Most of the dozen or so spam comments I delete every day consist of little more than gibberish. At best, a spam comment will have a poorly worded paragraph or two touting pharmaceuticals, handbags, shoes, or other junk, with absolutely no relation to the post. It’s easy to tell they’re generated by a script: keyword-heavy verbiage, bogus usernames, junk websites, and so forth and so on. Boring, is what they are.

Recently an interesting comment appeared in response to that post on KG-UV3D audio levels which Akismet tagged as spam:

The microphone and radio matching capabilities are terrific. Adjust the wide-range input level for optimum drive to the built-in microphone amplifier […]

Fluent, idiomatic English that started out pretty nearly on-point for the post! The rest of the comment sounded like advertising copy, though. Well written ad copy, but ad copy nonetheless. Feeding a representative chunk into Google produced a link to the description of the W2IHY Two-band Audio Equalizer on the Official Website.

Now, as it turns out, Julius lives up the river from here and I’ve met him several times.

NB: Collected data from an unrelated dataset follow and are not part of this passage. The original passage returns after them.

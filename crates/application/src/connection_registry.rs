//! Viewer connection rows and the token handshake that activates them.
//!
//! Rows live in the `connections` table keyed by connection id, with the
//! execution id as secondary lookup key. Pending rows carry the SHA-256 hash
//! of a single-use viewer token; active rows are keyed by the transport id.

use std::sync::Arc;

use chrono::{DateTime, Duration, Utc};
use tether_core::{AppError, AppResult, NonEmptyString};
use tether_domain::{ViewerConnection, pending_connection_id};
use tracing::{debug, info, warn};

use crate::store_ports::{
    BatchWriteRequest, Condition, ItemKey, ItemUpdate, KeyValueStore, MAX_BATCH_WRITE_ITEMS,
    StoreTable,
};

mod codec;
mod handshake;
mod token_crypto;

use codec::{connection_from_item, connection_to_item};

/// Caller context recorded on a pending row and copied to the active row.
#[derive(Debug, Clone, Default, PartialEq, Eq)]
pub struct ConnectionMetadata {
    /// Identity the viewing capability is issued to.
    pub user_identity: Option<String>,
    /// Address of the client that requested the capability.
    pub client_ip: Option<String>,
}

/// Raw viewer token returned once to the issuer.
#[derive(Debug, Clone, PartialEq, Eq)]
pub struct IssuedViewerToken {
    /// Secret the viewer presents during the handshake.
    pub token: String,
    /// Placeholder row created for the token.
    pub pending_connection_id: String,
    /// Instant after which the token can no longer be redeemed.
    pub expires_at: DateTime<Utc>,
}

/// Connection registry service.
#[derive(Clone)]
pub struct ConnectionRegistry {
    store: Arc<dyn KeyValueStore>,
}

impl ConnectionRegistry {
    /// Creates a registry over one store.
    #[must_use]
    pub fn new(store: Arc<dyn KeyValueStore>) -> Self {
        Self { store }
    }

    /// Generates a viewer token and stores its pending row.
    pub async fn issue_viewer_token(
        &self,
        execution_id: &str,
        ttl_seconds: u32,
        metadata: ConnectionMetadata,
    ) -> AppResult<IssuedViewerToken> {
        let token = token_crypto::generate_token()?;
        let pending = self
            .create_pending(execution_id, token.as_str(), ttl_seconds, metadata)
            .await?;

        let expires_at = pending.expires_at.ok_or_else(|| {
            AppError::Internal("pending connection was stored without expiry".to_owned())
        })?;

        Ok(IssuedViewerToken {
            token,
            pending_connection_id: pending.connection_id,
            expires_at,
        })
    }

    /// Inserts a pending row for `token`; only the token hash is persisted.
    pub async fn create_pending(
        &self,
        execution_id: &str,
        token: &str,
        ttl_seconds: u32,
        metadata: ConnectionMetadata,
    ) -> AppResult<ViewerConnection> {
        let execution_id = NonEmptyString::for_field("execution_id", execution_id)?;
        let token = NonEmptyString::for_field("token", token)?;
        if ttl_seconds == 0 {
            return Err(AppError::Validation(
                "ttl_seconds must be greater than zero".to_owned(),
            ));
        }

        let token_hash = token_crypto::hash_token(token.as_str());
        let pending = ViewerConnection {
            connection_id: pending_connection_id(execution_id.as_str(), &token_hash[..16]),
            execution_id: execution_id.into(),
            token_hash: Some(token_hash),
            last_index: 0,
            expires_at: Some(Utc::now() + Duration::seconds(i64::from(ttl_seconds))),
            user_identity: metadata.user_identity,
            client_ip: metadata.client_ip,
        };

        let outcome = self
            .store
            .put_item(connection_to_item(&pending), Condition::NotExists)
            .await?;
        if !outcome.is_applied() {
            return Err(AppError::Conflict(format!(
                "pending connection '{}' already exists",
                pending.connection_id
            )));
        }

        debug!(
            execution_id = %pending.execution_id,
            connection_id = %pending.connection_id,
            "created pending viewer connection"
        );
        Ok(pending)
    }

    /// Returns one connection row.
    pub async fn get(&self, connection_id: &str) -> AppResult<Option<ViewerConnection>> {
        let connection_id = NonEmptyString::for_field("connection_id", connection_id)?;
        self.store
            .get_item(&connection_key(connection_id.as_str()))
            .await?
            .as_ref()
            .map(connection_from_item)
            .transpose()
    }

    /// Lists every pending and active row of an execution.
    pub async fn list_for_execution(&self, execution_id: &str) -> AppResult<Vec<ViewerConnection>> {
        let execution_id = NonEmptyString::for_field("execution_id", execution_id)?;
        let mut connections = self
            .store
            .query_lookup(StoreTable::Connections, execution_id.as_str())
            .await?
            .iter()
            .map(connection_from_item)
            .collect::<AppResult<Vec<_>>>()?;
        connections.sort_by(|left, right| left.connection_id.cmp(&right.connection_id));

        Ok(connections)
    }

    /// Lists rows bound to a live transport connection.
    pub async fn list_active_for_execution(
        &self,
        execution_id: &str,
    ) -> AppResult<Vec<ViewerConnection>> {
        let mut connections = self.list_for_execution(execution_id).await?;
        connections.retain(|connection| !connection.is_pending());
        Ok(connections)
    }

    /// Deletes the row of one transport connection. Returns false when absent.
    pub async fn disconnect(&self, connection_id: &str) -> AppResult<bool> {
        let connection_id = NonEmptyString::for_field("connection_id", connection_id)?;
        let removed = self
            .store
            .delete_item(&connection_key(connection_id.as_str()), Condition::Exists)
            .await?
            .is_applied();

        info!(connection_id = %connection_id, removed, "viewer disconnected");
        Ok(removed)
    }

    /// Deletes rows in store-sized batches and returns how many existed.
    ///
    /// Not atomic: a failing batch aborts the call after earlier batches
    /// were applied.
    pub async fn delete_all(&self, connection_ids: &[String]) -> AppResult<usize> {
        let mut removed = 0;
        for chunk in connection_ids.chunks(MAX_BATCH_WRITE_ITEMS) {
            let requests = chunk
                .iter()
                .map(|connection_id| BatchWriteRequest::Delete(connection_key(connection_id)))
                .collect();
            removed += self.store.batch_write(requests).await?;
        }

        Ok(removed)
    }

    /// Moves the delivery cursor forward. Returns false when the row is gone
    /// or the cursor already reached `last_index`.
    pub async fn advance_cursor(&self, connection_id: &str, last_index: i64) -> AppResult<bool> {
        let connection_id = NonEmptyString::for_field("connection_id", connection_id)?;
        let advanced = self
            .store
            .update_item(
                &connection_key(connection_id.as_str()),
                ItemUpdate::new().set("last_index", last_index),
                Condition::Exists.and(Condition::attribute_less_than("last_index", last_index)),
            )
            .await?
            .is_some();

        Ok(advanced)
    }
}

fn connection_key(connection_id: &str) -> ItemKey {
    ItemKey::single(StoreTable::Connections, connection_id)
}
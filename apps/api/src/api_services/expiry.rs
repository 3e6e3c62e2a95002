use std::time::Duration;

use chrono::Utc;
use tokio::task::JoinHandle;
use tokio::time::MissedTickBehavior;
use tracing::{debug, warn};

use super::StoreHandle;

/// Physically removes items whose storage expiry has passed.
///
/// Reads already hide expired items; the sweep only reclaims space.
pub fn spawn_expiry_sweeper(store: StoreHandle, interval: Duration) -> JoinHandle<()> {
    tokio::spawn(async move {
        let mut ticker = tokio::time::interval(interval);
        ticker.set_missed_tick_behavior(MissedTickBehavior::Delay);

        loop {
            ticker.tick().await;
            match store.purge_expired(Utc::now()).await {
                Ok(0) => {}
                Ok(purged) => debug!(purged, "purged expired store items"),
                Err(error) => warn!(error = %error, "failed to purge expired store items"),
            }
        }
    })
}
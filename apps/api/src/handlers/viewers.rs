use axum::Json;
use axum::extract::ws::{Message, WebSocket, WebSocketUpgrade};
use axum::extract::{Path, Query, State};
use axum::http::StatusCode;
use axum::response::Response;
use tether_application::{ConnectionMetadata, PushSubscription};
use tether_core::AppError;
use tether_domain::ViewerConnection;
use tracing::{info, warn};

use crate::dto::{IssueViewerTokenRequest, ViewerHandshakeQuery, ViewerTokenResponse};
use crate::error::ApiResult;
use crate::state::AppState;

mod socket;

pub async fn issue_viewer_token_handler(
    State(state): State<AppState>,
    Path(execution_id): Path<String>,
    Json(payload): Json<IssueViewerTokenRequest>,
) -> ApiResult<(StatusCode, Json<ViewerTokenResponse>)> {
    state.execution_service.status(execution_id.as_str()).await?;

    let issued = state
        .connection_registry
        .issue_viewer_token(
            execution_id.as_str(),
            state.viewer_token_ttl_seconds,
            ConnectionMetadata {
                user_identity: payload.user_identity,
                client_ip: payload.client_ip,
            },
        )
        .await?;

    Ok((StatusCode::CREATED, Json(ViewerTokenResponse::from(issued))))
}

pub async fn viewer_socket_handler(
    State(state): State<AppState>,
    Query(query): Query<ViewerHandshakeQuery>,
    upgrade: WebSocketUpgrade,
) -> ApiResult<Response> {
    let (connection, subscription) = accept_viewer(&state, query).await?;

    Ok(upgrade.on_upgrade(move |socket| socket::serve_viewer(state, connection, subscription, socket)))
}

/// Redeems the viewer token and registers the new connection with the push transport.
async fn accept_viewer(
    state: &AppState,
    query: ViewerHandshakeQuery,
) -> ApiResult<(ViewerConnection, PushSubscription)> {
    let connection_id = uuid::Uuid::new_v4().to_string();
    let connection = match state
        .connection_registry
        .connect(
            connection_id.as_str(),
            query.execution_id.as_str(),
            query.token.as_str(),
            query.last_index,
        )
        .await
    {
        Ok(connection) => connection,
        Err(AppError::Unauthorized(message)) => {
            info!(execution_id = %query.execution_id, "viewer handshake rejected");
            return Err(AppError::Unauthorized(message).into());
        }
        Err(error) => {
            warn!(
                execution_id = %query.execution_id,
                error = %error,
                "viewer handshake failed"
            );
            return Err(error.into());
        }
    };

    match state.push_subscriber.subscribe(connection_id.as_str()).await {
        Ok(subscription) => Ok((connection, subscription)),
        Err(error) => {
            if let Err(cleanup_error) = state
                .connection_registry
                .disconnect(connection_id.as_str())
                .await
            {
                warn!(
                    connection_id = %connection_id,
                    error = %cleanup_error,
                    "failed to remove connection after subscribe failure"
                );
            }
            Err(error.into())
        }
    }
}
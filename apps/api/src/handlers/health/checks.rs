use redis::AsyncCommands;

use super::*;

pub(super) async fn check_store(pool: Option<sqlx::PgPool>) -> HealthDependencyStatus {
    let Some(pool) = pool else {
        return HealthDependencyStatus {
            status: "ok",
            detail: Some("in-memory store".to_owned()),
        };
    };

    let check = sqlx::query_scalar::<_, i32>("SELECT 1")
        .fetch_one(&pool)
        .await;

    match check {
        Ok(_) => HealthDependencyStatus {
            status: "ok",
            detail: None,
        },
        Err(error) => HealthDependencyStatus {
            status: "error",
            detail: Some(format!("postgres check failed: {error}")),
        },
    }
}

pub(super) async fn check_redis(redis_client: Option<redis::Client>) -> HealthDependencyStatus {
    let Some(redis_client) = redis_client else {
        return HealthDependencyStatus {
            status: "disabled",
            detail: None,
        };
    };

    let mut connection = match redis_client.get_multiplexed_async_connection().await {
        Ok(connection) => connection,
        Err(error) => {
            return HealthDependencyStatus {
                status: "error",
                detail: Some(format!("redis connection failed: {error}")),
            };
        }
    };

    match connection.ping::<String>().await {
        Ok(value) if value.eq_ignore_ascii_case("pong") => HealthDependencyStatus {
            status: "ok",
            detail: None,
        },
        Ok(value) => HealthDependencyStatus {
            status: "error",
            detail: Some(format!("unexpected redis ping response: {value}")),
        },
        Err(error) => HealthDependencyStatus {
            status: "error",
            detail: Some(format!("redis ping failed: {error}")),
        },
    }
}
use tether_domain::LogLine;

/// Collects output lines into batches of at most `max_lines`.
#[derive(Debug)]
pub struct LineBatcher {
    max_lines: usize,
    pending: Vec<LogLine>,
}

impl LineBatcher {
    pub fn new(max_lines: usize) -> Self {
        let max_lines = max_lines.max(1);
        Self {
            max_lines,
            pending: Vec::with_capacity(max_lines),
        }
    }

    /// Adds one line and returns a full batch once `max_lines` is reached.
    pub fn push(&mut self, line: LogLine) -> Option<Vec<LogLine>> {
        self.pending.push(line);
        if self.pending.len() >= self.max_lines {
            return self.take();
        }

        None
    }

    /// Returns whatever is pending, or `None` when nothing is.
    pub fn take(&mut self) -> Option<Vec<LogLine>> {
        if self.pending.is_empty() {
            return None;
        }

        Some(std::mem::replace(
            &mut self.pending,
            Vec::with_capacity(self.max_lines),
        ))
    }
}

#[cfg(test)]
mod tests {
    use tether_domain::LogLine;

    use super::LineBatcher;

    fn line(message: &str) -> LogLine {
        LogLine {
            timestamp: 1_700_000_000_000,
            message: message.to_owned(),
        }
    }

    #[test]
    fn emits_full_batches_and_flushes_remainder() {
        let mut batcher = LineBatcher::new(2);

        assert!(batcher.push(line("a")).is_none());
        let full = batcher.push(line("b"));
        assert_eq!(full.map(|batch| batch.len()), Some(2));

        assert!(batcher.push(line("c")).is_none());
        let rest = batcher.take();
        assert_eq!(
            rest.map(|batch| batch.into_iter().map(|line| line.message).collect::<Vec<_>>()),
            Some(vec!["c".to_owned()])
        );
        assert!(batcher.take().is_none());
    }

    #[test]
    fn zero_limit_behaves_as_one_line_batches() {
        let mut batcher = LineBatcher::new(0);
        assert!(batcher.push(line("only")).is_some());
    }
}
use axum::Router;
use axum::middleware::from_fn_with_state;
use axum::routing::{get, post};

use crate::state::AppState;
use crate::{handlers, middleware};

pub(super) fn build_internal_routes(app_state: AppState) -> Router<AppState> {
    Router::new()
        .route(
            "/api/internal/locks/{lock_name}",
            get(handlers::locks::get_lock_handler),
        )
        .route(
            "/api/internal/locks/{lock_name}/acquire",
            post(handlers::locks::acquire_lock_handler),
        )
        .route(
            "/api/internal/locks/{lock_name}/release",
            post(handlers::locks::release_lock_handler),
        )
        .route(
            "/api/internal/locks/{lock_name}/renew",
            post(handlers::locks::renew_lock_handler),
        )
        .route(
            "/api/internal/executions/{execution_id}",
            get(handlers::executions::execution_status_handler)
                .post(handlers::executions::register_execution_handler),
        )
        .route(
            "/api/internal/executions/{execution_id}/start",
            post(handlers::executions::start_execution_handler),
        )
        .route(
            "/api/internal/executions/{execution_id}/logs",
            post(handlers::executions::ingest_logs_handler),
        )
        .route(
            "/api/internal/executions/{execution_id}/complete",
            post(handlers::executions::complete_execution_handler),
        )
        .route(
            "/api/internal/executions/{execution_id}/viewers",
            post(handlers::viewers::issue_viewer_token_handler),
        )
        .route_layer(from_fn_with_state(
            app_state,
            middleware::require_internal_auth,
        ))
}
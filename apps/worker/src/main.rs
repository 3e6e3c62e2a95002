//! Tether command runner.
//!
//! Registers and starts an execution under a named lock, streams the
//! command's output to the API in batches and completes the execution with
//! the command's result.

#![forbid(unsafe_code)]

mod api_client;
mod line_batcher;
mod worker_config;

use std::process::Stdio;
use std::time::Duration;

use chrono::Utc;
use tether_core::{AppError, AppResult};
use tether_domain::{ExecutionStatus, LogLine};
use tokio::io::{AsyncBufReadExt, AsyncRead, BufReader};
use tokio::process::Command;
use tokio::sync::mpsc;
use tokio::task::JoinHandle;
use tokio::time::MissedTickBehavior;
use tracing::{debug, info, warn};

use crate::api_client::ApiClient;
use crate::line_batcher::LineBatcher;
use crate::worker_config::{WorkerConfig, init_tracing};

const LINE_BUFFER: usize = 1024;
const MAX_BATCH_ATTEMPTS: u32 = 5;
const INITIAL_RETRY_DELAY: Duration = Duration::from_millis(200);

#[tokio::main]
async fn main() -> Result<(), AppError> {
    dotenvy::dotenv().ok();
    init_tracing();

    let config = WorkerConfig::load()?;
    let client = ApiClient::new(&config)?;

    match client.register_execution().await {
        Ok(registered) => debug!(
            execution_id = %config.execution_id,
            status = %registered.status,
            "execution registered"
        ),
        Err(AppError::Conflict(message)) => debug!(
            execution_id = %config.execution_id,
            message = %message,
            "execution was registered beforehand"
        ),
        Err(error) => return Err(error),
    }

    let started = client
        .start_execution(
            config.lock_name.as_str(),
            config.holder_identity.as_str(),
            config.lock_ttl_seconds,
        )
        .await?;
    info!(
        execution_id = %config.execution_id,
        lock_name = %config.lock_name,
        lock_id = %started.lock.lock_id,
        expires_at = %started.lock.expires_at,
        "execution started"
    );

    let mut child = match Command::new(config.program.as_str())
        .args(&config.arguments)
        .stdin(Stdio::null())
        .stdout(Stdio::piped())
        .stderr(Stdio::piped())
        .kill_on_drop(true)
        .spawn()
    {
        Ok(child) => child,
        Err(error) => {
            finish(&client, &config, ExecutionStatus::Failed).await?;
            return Err(AppError::Internal(format!(
                "failed to spawn '{}': {error}",
                config.program
            )));
        }
    };

    let (line_sender, line_receiver) = mpsc::channel(LINE_BUFFER);
    let mut readers = Vec::new();
    if let Some(stdout) = child.stdout.take() {
        readers.push(spawn_line_reader(stdout, line_sender.clone(), "stdout"));
    }
    if let Some(stderr) = child.stderr.take() {
        readers.push(spawn_line_reader(stderr, line_sender.clone(), "stderr"));
    }
    drop(line_sender);

    let shipper = tokio::spawn(ship_batches(
        client.clone(),
        line_receiver,
        config.batch_max_lines,
        config.flush_interval(),
    ));
    let renewer = spawn_lock_renewer(client.clone(), config.clone());

    let exit_status = child.wait().await;
    for reader in readers {
        if let Err(error) = reader.await {
            warn!(error = %error, "command output reader stopped abnormally");
        }
    }
    match shipper.await {
        Ok(0) => {}
        Ok(dropped_batches) => warn!(
            execution_id = %config.execution_id,
            dropped_batches,
            "some log batches could not be delivered"
        ),
        Err(error) => warn!(error = %error, "log shipper stopped abnormally"),
    }
    renewer.abort();

    let succeeded = matches!(&exit_status, Ok(status) if status.success());
    let final_status = if succeeded {
        ExecutionStatus::Succeeded
    } else {
        ExecutionStatus::Failed
    };
    finish(&client, &config, final_status).await?;

    match exit_status {
        Ok(status) if status.success() => Ok(()),
        Ok(status) => Err(AppError::Internal(format!("command exited with {status}"))),
        Err(error) => Err(AppError::Internal(format!(
            "failed to wait for command: {error}"
        ))),
    }
}

fn spawn_line_reader<R>(
    stream: R,
    sender: mpsc::Sender<LogLine>,
    source: &'static str,
) -> JoinHandle<()>
where
    R: AsyncRead + Unpin + Send + 'static,
{
    tokio::spawn(async move {
        let mut lines = BufReader::new(stream).lines();
        loop {
            match lines.next_line().await {
                Ok(Some(message)) => {
                    let line = LogLine {
                        timestamp: Utc::now().timestamp_millis(),
                        message,
                    };
                    if sender.send(line).await.is_err() {
                        break;
                    }
                }
                Ok(None) => break,
                Err(error) => {
                    warn!(source, error = %error, "failed to read command output");
                    break;
                }
            }
        }
    })
}

/// Ships batches until every reader is done; returns how many batches were dropped.
async fn ship_batches(
    client: ApiClient,
    mut lines: mpsc::Receiver<LogLine>,
    max_lines: usize,
    flush_interval: Duration,
) -> usize {
    let mut batcher = LineBatcher::new(max_lines);
    let mut ticker = tokio::time::interval(flush_interval);
    ticker.set_missed_tick_behavior(MissedTickBehavior::Delay);
    let mut dropped_batches = 0;

    loop {
        let (batch, finished) = tokio::select! {
            line = lines.recv() => match line {
                Some(line) => (batcher.push(line), false),
                None => (batcher.take(), true),
            },
            _ = ticker.tick() => (batcher.take(), false),
        };

        if let Some(batch) = batch {
            if !ship_batch(&client, batch).await {
                dropped_batches += 1;
            }
        }
        if finished {
            return dropped_batches;
        }
    }
}

/// Posts one batch, retrying with the same batch id so a redelivery reuses
/// the indices of the first attempt.
async fn ship_batch(client: &ApiClient, lines: Vec<LogLine>) -> bool {
    let batch_id = uuid::Uuid::new_v4().to_string();
    let mut delay = INITIAL_RETRY_DELAY;

    for attempt in 1..=MAX_BATCH_ATTEMPTS {
        match client.ingest_logs(batch_id.as_str(), &lines).await {
            Ok(ingested) => {
                debug!(
                    batch_id = %batch_id,
                    start_index = ingested.start_index,
                    end_index = ingested.end_index,
                    replayed = ingested.replayed,
                    "log batch shipped"
                );
                return true;
            }
            Err(error) if attempt < MAX_BATCH_ATTEMPTS && should_retry(&error) => {
                warn!(
                    batch_id = %batch_id,
                    attempt,
                    error = %error,
                    "log batch rejected; retrying"
                );
                tokio::time::sleep(delay).await;
                delay = delay.saturating_mul(2);
            }
            Err(error) => {
                warn!(
                    batch_id = %batch_id,
                    lines = lines.len(),
                    error = %error,
                    "dropping log batch"
                );
                return false;
            }
        }
    }

    false
}

// A batch whose first delivery is still in flight answers with a conflict.
fn should_retry(error: &AppError) -> bool {
    error.is_retryable() || matches!(error, AppError::Conflict(_))
}

fn spawn_lock_renewer(client: ApiClient, config: WorkerConfig) -> JoinHandle<()> {
    tokio::spawn(async move {
        let mut ticker = tokio::time::interval(config.renew_interval());
        ticker.set_missed_tick_behavior(MissedTickBehavior::Delay);
        ticker.tick().await;

        loop {
            ticker.tick().await;
            match client
                .renew_lock(config.lock_name.as_str(), config.lock_ttl_seconds)
                .await
            {
                Ok(lock) => debug!(
                    lock_name = %config.lock_name,
                    expires_at = %lock.expires_at,
                    "lock renewed"
                ),
                Err(AppError::Conflict(message)) => {
                    warn!(
                        lock_name = %config.lock_name,
                        execution_id = %config.execution_id,
                        message = %message,
                        "lock is no longer held; renewal stopped"
                    );
                    break;
                }
                Err(error) => warn!(
                    lock_name = %config.lock_name,
                    error = %error,
                    "failed to renew lock"
                ),
            }
        }
    })
}

async fn finish(client: &ApiClient, config: &WorkerConfig, status: ExecutionStatus) -> AppResult<()> {
    let completed = client.complete_execution(status).await?;
    info!(
        execution_id = %config.execution_id,
        status = status.as_str(),
        notified_viewers = completed.notified_viewers,
        "execution completed"
    );
    Ok(())
}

I also know he’s not spamming me, because the URL associated with the post points to some weird-ass Angola gold mining fraud that’s all too familiar from previous spammage. Oh, and the IP address resolves to a Tor server.

As I observed there, eventually the spammers will become bright enough to hold an intelligent conversation and then they’ll be provisionally human. Depending on what they want to talk about …

4 thoughts on “Spammers vs. Turing Test: Inching Along

    1. strung together into syntactically correct, but semantically meaningless prose

      That covers most of the incoming junk!

      I’ve read stories describing how we might train an AI by having it write junk mail; when the recipients no longer tag its messages as spam, then it’s effectively human. The evidence so far says they’re not even close to the mark…

    1. Absolutely!

      It’s actually how we raise people: train ’em up right and they tend to be more useful later on.